On at least two recent issues, however, Will has shown himself to be just another delusional right-wing hack. In this essay he touts the standard revisionist nonsense about what a big failure the New Deal was. He bases his argument in part on the work of Amity Shlaes, whose work comes in for a well-deserved drubbing from Jonathan Chait in this excellent essay.
And on global waming Will showed himself willing to parrot some of the hoariest cliches of the anti-warming crowd in this column. Now, Will is surely aware that he does not actually know anything about climatology. Yet he is perfectly willing to ride into print on the subject, happily throwing down with the ignorance-peddlers.
Fortunatly, the Washington Post has now published this excellent reply from ScienceBlogs own Chris Mooney. Here’s a sample:
In this context, finding common ground will be very difficult. Perhaps the only hope involves taking a stand for a breed of journalism and commentary that is not permitted to simply say anything; that is constrained by standards of evidence, rigor and reproducibility that are similar to the canons of modern science itself.

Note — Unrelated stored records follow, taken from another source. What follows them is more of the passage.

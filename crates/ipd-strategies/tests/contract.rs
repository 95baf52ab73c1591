use ipd_strategies::{
    decide, Action, History, MatchAttributes, MatchContext, MatchLog, OpponentView, Player,
    RoundRecord, Seat, SeededRng, Strategy, StrategyKind, StrategyParams, StrategyState,
};
use proptest::prelude::*;
use proptest::strategy::Strategy as _;

use Action::{Cooperate as C, Defect as D};

fn payoffs(a: Action, b: Action) -> [u32; 2] {
    match (a, b) {
        (C, C) => [3, 3],
        (C, D) => [0, 5],
        (D, C) => [5, 0],
        (D, D) => [1, 1],
    }
}

/// Play a whole match and return the log plus seat A's state after each round
fn play(
    a: Strategy,
    b: Strategy,
    attributes: MatchAttributes,
    rounds: u32,
    match_index: u32,
) -> (MatchLog, Vec<StrategyState>) {
    let mut log = MatchLog::new(attributes, &[42u8; 32], match_index);
    let mut player_a = Player::new(a);
    let mut player_b = Player::new(b);
    let mut states = Vec::with_capacity(rounds as usize);

    for _ in 0..rounds {
        let move_a = player_a.decide(&mut log.context(Seat::A));
        let move_b = player_b.decide(&mut log.context(Seat::B));
        log.record(RoundRecord { moves: [move_a, move_b], payoffs: payoffs(move_a, move_b) });
        states.push(player_a.state());
    }

    (log, states)
}

/// Drive `strategy` against a fixed opponent script
fn against_script(strategy: Strategy, script: &[Action]) -> (Vec<Action>, Vec<StrategyState>) {
    let mut log = MatchLog::new(MatchAttributes::default(), &[9u8; 32], 0);
    let mut player = Player::new(strategy);
    let mut moves = Vec::new();
    let mut states = Vec::new();

    for theirs in script {
        let mine = player.decide(&mut log.context(Seat::A));
        log.record(RoundRecord { moves: [mine, *theirs], payoffs: payoffs(mine, *theirs) });
        moves.push(mine);
        states.push(player.state());
    }

    (moves, states)
}

fn context<'a>(
    own: &'a [Action],
    opponent: &'a [Action],
    scores: (u32, u32),
    length: Option<u32>,
) -> MatchContext<'a> {
    MatchContext::new(
        own,
        scores.0,
        OpponentView::new(opponent, scores.1),
        MatchAttributes { length, noise: 0.0 },
        SeededRng::new(&[1u8; 32], 0).for_turn(own.len() as u32, 0),
    )
}

fn action() -> impl proptest::strategy::Strategy<Value = Action> {
    prop_oneof![Just(C), Just(D)]
}

fn kind() -> impl proptest::strategy::Strategy<Value = StrategyKind> {
    (0..StrategyKind::ALL.len()).prop_map(|i| StrategyKind::ALL[i])
}

fn state() -> impl proptest::strategy::Strategy<Value = StrategyState> {
    prop_oneof![
        Just(StrategyState::Normal),
        (0u32..20).prop_map(|rounds_left| StrategyState::Punishing { rounds_left }),
        (0u32..20).prop_map(|rounds_left| StrategyState::Forgiving { rounds_left }),
        Just(StrategyState::Locked),
    ]
}

fn params() -> impl proptest::strategy::Strategy<Value = StrategyParams> {
    (0u8..=100, 0u8..5, 0u8..=100, 1u32..8, 1u32..15, 0u8..=100).prop_map(
        |(forgiveness, retaliation_delay, cooperate_bias, trigger_streak, window, threshold)| {
            StrategyParams {
                forgiveness,
                retaliation_delay,
                cooperate_bias,
                trigger_streak,
                window,
                cooperation_threshold: threshold,
                ..Default::default()
            }
        },
    )
}

proptest! {
    #[test]
    fn decide_is_total(
        kind in kind(),
        params in params(),
        state in state(),
        rounds in prop::collection::vec((action(), action()), 0..80),
        scores in (0u32..500, 0u32..500),
        length in prop::option::of(0u32..120),
    ) {
        let own: Vec<Action> = rounds.iter().map(|r| r.0).collect();
        let opponent: Vec<Action> = rounds.iter().map(|r| r.1).collect();
        let strategy = Strategy::with_params(kind, params);
        let mut ctx = context(&own, &opponent, scores, length);
        let (action, _) = decide(&strategy, state, &mut ctx);
        prop_assert!(action == C || action == D);
    }

    #[test]
    fn first_round_plays_opening(kind in kind(), state in state()) {
        let strategy = Strategy::new(kind);
        let mut ctx = context(&[], &[], (0, 0), Some(100));
        let (action, next) = decide(&strategy, state, &mut ctx);
        prop_assert_eq!(action, kind.opening());
        prop_assert_eq!(next, StrategyState::Normal);
    }

    #[test]
    fn windowed_rules_read_only_existing_rounds(window in 1u32..30, seed in any::<u8>()) {
        let strategy = Strategy::with_params(
            StrategyKind::ThresholdCooperator,
            StrategyParams { window, ..Default::default() },
        );
        let mut rng = SeededRng::new(&[seed; 32], window);
        let opponent: Vec<Action> = (0..window).map(|_| rng.choose(0.5)).collect();
        for played in 0..window as usize {
            let own = vec![C; played];
            let mut ctx = context(&own, &opponent[..played], (0, 0), None);
            let (action, _) = decide(&strategy, StrategyState::Normal, &mut ctx);
            if played > 0 {
                let expected = if History::new(&opponent[..played]).cooperation_at_least(60) { C } else { D };
                prop_assert_eq!(action, expected);
            }
        }
    }

    #[test]
    fn punishment_counts_down_then_returns_to_normal(
        punish_rounds in 1u32..12,
        trigger_streak in 1u32..5,
    ) {
        let strategy = Strategy::with_params(
            StrategyKind::Punisher,
            StrategyParams { punish_rounds, trigger_streak, ..Default::default() },
        );
        let mut script = vec![D; trigger_streak as usize];
        script.extend(vec![C; punish_rounds as usize + 5]);
        let (moves, states) = against_script(strategy, &script);

        // Punishment is entered right after the streak is observed
        let start = trigger_streak as usize;
        prop_assert_eq!(states[start], StrategyState::Punishing { rounds_left: punish_rounds - 1 });
        for i in start..start + punish_rounds as usize {
            prop_assert_eq!(moves[i], D);
        }
        for pair in states[start..].windows(2) {
            if let StrategyState::Punishing { rounds_left } = pair[0] {
                if rounds_left > 0 {
                    prop_assert_eq!(pair[1], StrategyState::Punishing { rounds_left: rounds_left - 1 });
                } else {
                    prop_assert_eq!(pair[1], StrategyState::Normal);
                }
            }
        }
        // First free round after the countdown cooperates
        prop_assert_eq!(moves[start + punish_rounds as usize], C);
    }

    #[test]
    fn endgame_rule_needs_known_length(
        opponent in prop::collection::vec(action(), 990),
    ) {
        let strategy = Strategy::new(StrategyKind::EndgameDefector);
        let own = vec![C; 990];
        let mut unknown = context(&own, &opponent, (0, 0), None);
        let (action, _) = decide(&strategy, StrategyState::Normal, &mut unknown);
        prop_assert_eq!(action, opponent[989]);

        let mut known = context(&own, &opponent, (0, 0), Some(1000));
        let (action, _) = decide(&strategy, StrategyState::Normal, &mut known);
        prop_assert_eq!(action, D);
    }
}

#[test]
fn cooperation_rate_defaults_to_one() {
    assert_eq!(History::new(&[]).cooperation_rate(), 1.0);
}

#[test]
fn tit_for_tat_copies_cooperation() {
    let strategy = Strategy::new(StrategyKind::TitForTat);
    let mut ctx = context(&[C], &[C], (3, 3), None);
    assert_eq!(decide(&strategy, StrategyState::Normal, &mut ctx).0, C);
}

#[test]
fn tit_for_tat_copies_defection() {
    let strategy = Strategy::new(StrategyKind::TitForTat);
    let mut ctx = context(&[C], &[D], (0, 5), None);
    assert_eq!(decide(&strategy, StrategyState::Normal, &mut ctx).0, D);
}

#[test]
fn periodic_forgiver_cooperates_on_schedule() {
    let strategy = Strategy::new(StrategyKind::PeriodicForgiver);
    let own = vec![D; 10];
    for last in [C, D] {
        let mut opponent = vec![D; 9];
        opponent.push(last);
        let mut ctx = context(&own, &opponent, (10, 10), None);
        assert_eq!(decide(&strategy, StrategyState::Normal, &mut ctx).0, C);
    }
}

#[test]
fn threshold_boundary_is_inclusive() {
    let strategy = Strategy::new(StrategyKind::ThresholdCooperator);
    let own = vec![C; 10];
    let opponent = [C, D, C, D, C, D, C, D, C, C];
    assert_eq!(History::new(&opponent).cooperations(), 6);
    let mut ctx = context(&own, &opponent, (0, 0), None);
    assert_eq!(decide(&strategy, StrategyState::Normal, &mut ctx).0, C);
}

#[test]
fn endgame_defects_only_with_known_length() {
    let strategy = Strategy::new(StrategyKind::EndgameDefector);
    let history = vec![C; 990];

    let mut known = context(&history, &history, (2970, 2970), Some(1000));
    assert_eq!(decide(&strategy, StrategyState::Normal, &mut known).0, D);

    let mut unknown = context(&history, &history, (2970, 2970), None);
    assert_eq!(decide(&strategy, StrategyState::Normal, &mut unknown).0, C);
}

#[test]
fn tft_vs_tft_cooperates_throughout() {
    let tft = Strategy::new(StrategyKind::TitForTat);
    let (log, _) = play(tft, tft, MatchAttributes::with_length(50), 50, 0);
    assert!(log.history(Seat::A).iter().all(|m| *m == C));
    assert!(log.history(Seat::B).iter().all(|m| *m == C));
    assert_eq!(log.score(Seat::A), 150);
}

#[test]
fn tft_vs_always_defect() {
    let (log, _) = play(
        Strategy::new(StrategyKind::TitForTat),
        Strategy::new(StrategyKind::AlwaysDefect),
        MatchAttributes::default(),
        20,
        0,
    );
    let tft = log.history(Seat::A);
    assert_eq!(tft[0], C);
    assert!(tft[1..].iter().all(|m| *m == D));
    assert_eq!(log.score(Seat::A), 19);
    assert_eq!(log.score(Seat::B), 24);
}

#[test]
fn grim_trigger_locks_for_rest_of_match() {
    let (log, states) = play(
        Strategy::new(StrategyKind::GrimTrigger),
        Strategy::new(StrategyKind::Prober),
        MatchAttributes::default(),
        30,
        0,
    );
    assert_eq!(states[1], StrategyState::Locked);
    assert!(states[1..].iter().all(|s| s.is_locked()));
    assert!(log.history(Seat::A)[1..].iter().all(|m| *m == D));
}

#[test]
fn matches_replay_from_seed() {
    let random = Strategy::new(StrategyKind::Random);
    let (first, _) = play(random, random, MatchAttributes::default(), 100, 7);
    let (second, _) = play(random, random, MatchAttributes::default(), 100, 7);
    let (other, _) = play(random, random, MatchAttributes::default(), 100, 8);

    assert_eq!(first.history(Seat::A), second.history(Seat::A));
    assert_eq!(first.history(Seat::B), second.history(Seat::B));
    assert_ne!(first.history(Seat::A), other.history(Seat::A));
}

#[test]
fn concurrent_matches_do_not_interfere() {
    let pairs = [
        (StrategyKind::Gradual, StrategyKind::Random),
        (StrategyKind::ForgivingGrudger, StrategyKind::AlwaysDefect),
        (StrategyKind::Punisher, StrategyKind::GenerousTitForTat),
        (StrategyKind::EndgameDefector, StrategyKind::Pavlov),
    ];
    let attributes = MatchAttributes::with_length(200);

    let sequential: Vec<Vec<Action>> = pairs
        .iter()
        .enumerate()
        .map(|(i, (a, b))| {
            let (log, _) = play(Strategy::new(*a), Strategy::new(*b), attributes, 200, i as u32);
            log.history(Seat::A).to_vec()
        })
        .collect();

    let handles: Vec<_> = pairs
        .iter()
        .enumerate()
        .map(|(i, (a, b))| {
            let (a, b) = (*a, *b);
            std::thread::spawn(move || {
                let (log, _) = play(Strategy::new(a), Strategy::new(b), attributes, 200, i as u32);
                log.history(Seat::A).to_vec()
            })
        })
        .collect();
    let parallel: Vec<Vec<Action>> = handles.into_iter().map(|h| h.join().unwrap()).collect();

    assert_eq!(sequential, parallel);
}

#[test]
fn forgiving_grudger_locks_against_always_defect() {
    let (log, states) = play(
        Strategy::new(StrategyKind::ForgivingGrudger),
        Strategy::new(StrategyKind::AlwaysDefect),
        MatchAttributes::default(),
        30,
        0,
    );
    // C, then D x3 of mutual defection, a 2 round truce, then locked
    let grudger = log.history(Seat::A);
    assert_eq!(&grudger[..7], &[C, D, D, D, C, C, D]);
    assert_eq!(states[6], StrategyState::Locked);
    assert!(grudger[6..].iter().all(|m| *m == D));
}

#[test]
fn forgiving_grudger_truce_restores_cooperation() {
    let mut script = vec![D; 4];
    script.extend(vec![C; 8]);
    let (moves, states) = against_script(Strategy::new(StrategyKind::ForgivingGrudger), &script);

    assert_eq!(&moves[..4], &[C, D, D, D]);
    assert_eq!(states[4], StrategyState::Forgiving { rounds_left: 1 });
    assert!(moves[4..].iter().all(|m| *m == C));
    assert!(states.iter().all(|s| !s.is_locked()));
}

proptest! {
    #[test]
    fn grudger_locks_on_betrayal_inside_truce(
        truce_after in 1u32..5,
        forgive_rounds in 2u32..6,
    ) {
        let strategy = Strategy::with_params(
            StrategyKind::ForgivingGrudger,
            StrategyParams { truce_after, forgive_rounds, ..Default::default() },
        );
        // Truce starts in round truce_after + 1; the opponent defects through
        // the round after it, answering our first truce cooperation with D
        let start = truce_after as usize + 1;
        let mut script = vec![D; start + 2];
        script.extend(vec![C; forgive_rounds as usize + 4]);
        let (moves, states) = against_script(strategy, &script);

        prop_assert_eq!(moves[start], C);
        prop_assert_eq!(states[start + 2], StrategyState::Locked);
        prop_assert!(states[start + 2..].iter().all(|s| s.is_locked()));
        prop_assert!(moves[start + 2..].iter().all(|m| *m == D));
    }

    #[test]
    fn grudger_never_locks_an_accepted_truce(
        truce_after in 1u32..5,
        forgive_rounds in 1u32..6,
    ) {
        let strategy = Strategy::with_params(
            StrategyKind::ForgivingGrudger,
            StrategyParams { truce_after, forgive_rounds, ..Default::default() },
        );
        // Last opponent D is played alongside our first truce cooperation
        let start = truce_after as usize + 1;
        let mut script = vec![D; start + 1];
        script.extend(vec![C; forgive_rounds as usize + 6]);
        let (moves, states) = against_script(strategy, &script);

        prop_assert_eq!(
            states[start],
            StrategyState::Forgiving { rounds_left: forgive_rounds - 1 }
        );
        prop_assert!(states.iter().all(|s| !s.is_locked()));
        prop_assert_eq!(*moves.last().unwrap(), C);
    }
}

Consider a few of Will’s claims from his Feb. 15 column, “Dark Green Doomsayers”: In a long paragraph quoting press sources from the 1970s, Will suggested that widespread scientific agreement existed at the time that the world faced potentially catastrophic cooling. Today, most climate scientists and climate journalists consider this a timeworn myth. Just last year, the Bulletin of the American Meteorological Society published a peer-reviewed study examining media coverage at the time and the contemporary scientific literature. While some media accounts did hype a cooling scare, others suggested more reasons to be concerned about warming. As for the published science? Reviewing studies between 1965 and 1979, the authors found that “emphasis on greenhouse warming dominated the scientific literature even then.”
The whole column is so good it is hard to pick out just one short excerpt. Go read the whole thing!
Joining in the fun is Michael Jarraoud, President of the World Meteorological Organization. In a letter to the editor he writes:
It is a misinterpretation of the data and of scientific knowledge to point to one year as the warmest on record — as was done in a recent Post column [“Dark Green Doomsayers,” George F. Will, op-ed, Feb. 15] — and then to extrapolate that cooler subsequent years invalidate the reality of global warming and its effects.
The difference between climate variability and climate change is critical, not just for scientists or those engaging in policy debates about warming. Just as one cold snap does not change the global warming trend, one heat wave does not reinforce it. Since the beginning of the 20th century, the global average surface temperature has risen 1.33 degrees Fahrenheit.
Evidence of global warming has been documented in widespread decreases in snow cover, sea ice and glaciers. The 11 warmest years on record occurred in the past 13 years.
Again, go read the whole thing. Good stuff.